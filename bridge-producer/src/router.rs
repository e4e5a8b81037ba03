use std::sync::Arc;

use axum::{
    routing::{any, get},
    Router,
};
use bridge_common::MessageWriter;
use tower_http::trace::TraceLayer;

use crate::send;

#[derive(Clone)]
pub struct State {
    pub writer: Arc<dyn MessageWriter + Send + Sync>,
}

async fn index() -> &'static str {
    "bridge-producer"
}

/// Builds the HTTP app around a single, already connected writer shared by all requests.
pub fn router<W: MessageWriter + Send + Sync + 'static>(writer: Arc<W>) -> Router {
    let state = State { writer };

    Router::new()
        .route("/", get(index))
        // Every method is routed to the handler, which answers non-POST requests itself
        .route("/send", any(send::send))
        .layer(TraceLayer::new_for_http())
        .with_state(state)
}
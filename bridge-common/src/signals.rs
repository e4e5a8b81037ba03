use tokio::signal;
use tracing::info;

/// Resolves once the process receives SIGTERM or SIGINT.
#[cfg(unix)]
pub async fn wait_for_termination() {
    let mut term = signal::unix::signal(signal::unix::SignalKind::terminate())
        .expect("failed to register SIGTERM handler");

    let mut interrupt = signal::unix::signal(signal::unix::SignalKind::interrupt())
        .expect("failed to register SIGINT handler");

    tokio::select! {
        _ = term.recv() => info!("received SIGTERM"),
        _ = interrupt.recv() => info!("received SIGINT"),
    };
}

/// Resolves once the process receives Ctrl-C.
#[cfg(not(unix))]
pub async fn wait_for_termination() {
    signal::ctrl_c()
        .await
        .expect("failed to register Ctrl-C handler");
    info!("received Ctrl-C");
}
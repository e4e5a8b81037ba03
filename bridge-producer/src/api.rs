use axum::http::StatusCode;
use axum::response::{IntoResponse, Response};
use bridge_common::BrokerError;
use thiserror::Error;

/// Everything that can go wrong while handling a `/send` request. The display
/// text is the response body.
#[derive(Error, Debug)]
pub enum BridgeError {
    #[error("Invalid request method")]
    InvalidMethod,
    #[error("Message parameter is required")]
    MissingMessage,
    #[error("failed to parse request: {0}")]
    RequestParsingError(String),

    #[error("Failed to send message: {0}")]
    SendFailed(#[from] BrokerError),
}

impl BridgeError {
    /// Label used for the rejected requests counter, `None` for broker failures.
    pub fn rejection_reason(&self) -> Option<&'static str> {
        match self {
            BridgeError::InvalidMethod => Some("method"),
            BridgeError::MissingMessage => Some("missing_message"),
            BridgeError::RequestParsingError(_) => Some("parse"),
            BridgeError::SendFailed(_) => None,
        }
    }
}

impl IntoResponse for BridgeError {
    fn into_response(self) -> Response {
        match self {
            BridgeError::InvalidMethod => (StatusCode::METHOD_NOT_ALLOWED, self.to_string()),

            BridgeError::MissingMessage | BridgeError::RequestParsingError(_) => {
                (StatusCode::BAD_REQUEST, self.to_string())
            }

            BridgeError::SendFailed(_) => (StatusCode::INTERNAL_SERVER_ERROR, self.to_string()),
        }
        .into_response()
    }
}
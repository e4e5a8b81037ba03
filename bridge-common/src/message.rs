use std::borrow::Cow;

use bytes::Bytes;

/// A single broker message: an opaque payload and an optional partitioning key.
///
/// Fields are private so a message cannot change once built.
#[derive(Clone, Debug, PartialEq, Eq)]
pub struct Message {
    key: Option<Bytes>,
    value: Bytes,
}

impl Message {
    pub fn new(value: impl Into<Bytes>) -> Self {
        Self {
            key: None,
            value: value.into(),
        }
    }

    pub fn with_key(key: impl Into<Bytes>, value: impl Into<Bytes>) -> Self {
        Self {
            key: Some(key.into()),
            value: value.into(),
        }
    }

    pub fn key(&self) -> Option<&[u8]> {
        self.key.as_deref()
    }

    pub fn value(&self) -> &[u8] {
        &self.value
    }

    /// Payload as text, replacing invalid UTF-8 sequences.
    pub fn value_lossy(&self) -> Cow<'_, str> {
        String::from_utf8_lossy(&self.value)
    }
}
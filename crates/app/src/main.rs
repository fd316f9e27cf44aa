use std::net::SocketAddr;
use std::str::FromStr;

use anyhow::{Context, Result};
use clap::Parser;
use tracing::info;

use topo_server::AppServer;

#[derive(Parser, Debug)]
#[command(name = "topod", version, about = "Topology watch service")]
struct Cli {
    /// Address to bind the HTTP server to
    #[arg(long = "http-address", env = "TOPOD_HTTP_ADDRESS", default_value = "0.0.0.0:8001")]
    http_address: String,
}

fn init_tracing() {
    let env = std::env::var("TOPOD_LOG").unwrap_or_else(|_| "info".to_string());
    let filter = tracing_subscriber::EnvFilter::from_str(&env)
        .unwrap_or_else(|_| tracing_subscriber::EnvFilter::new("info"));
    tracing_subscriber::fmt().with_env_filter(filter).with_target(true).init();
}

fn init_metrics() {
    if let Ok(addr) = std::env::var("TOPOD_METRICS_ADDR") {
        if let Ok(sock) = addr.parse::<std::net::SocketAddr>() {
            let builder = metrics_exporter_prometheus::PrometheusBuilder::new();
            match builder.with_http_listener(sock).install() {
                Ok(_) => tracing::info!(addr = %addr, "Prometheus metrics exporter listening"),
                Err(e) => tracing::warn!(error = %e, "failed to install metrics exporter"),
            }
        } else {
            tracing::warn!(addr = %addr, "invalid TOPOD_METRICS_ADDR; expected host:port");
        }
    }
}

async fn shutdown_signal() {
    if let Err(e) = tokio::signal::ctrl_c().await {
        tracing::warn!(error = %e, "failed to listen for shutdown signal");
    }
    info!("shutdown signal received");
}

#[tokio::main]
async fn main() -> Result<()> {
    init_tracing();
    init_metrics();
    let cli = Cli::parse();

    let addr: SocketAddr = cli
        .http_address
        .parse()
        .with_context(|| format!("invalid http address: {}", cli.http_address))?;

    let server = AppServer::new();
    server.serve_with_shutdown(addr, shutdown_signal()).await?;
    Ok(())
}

GOAL OF THE EXERCISE
Your reply should consist of one number: how many lines of the material above include the word "handler".

TASK RESULT
4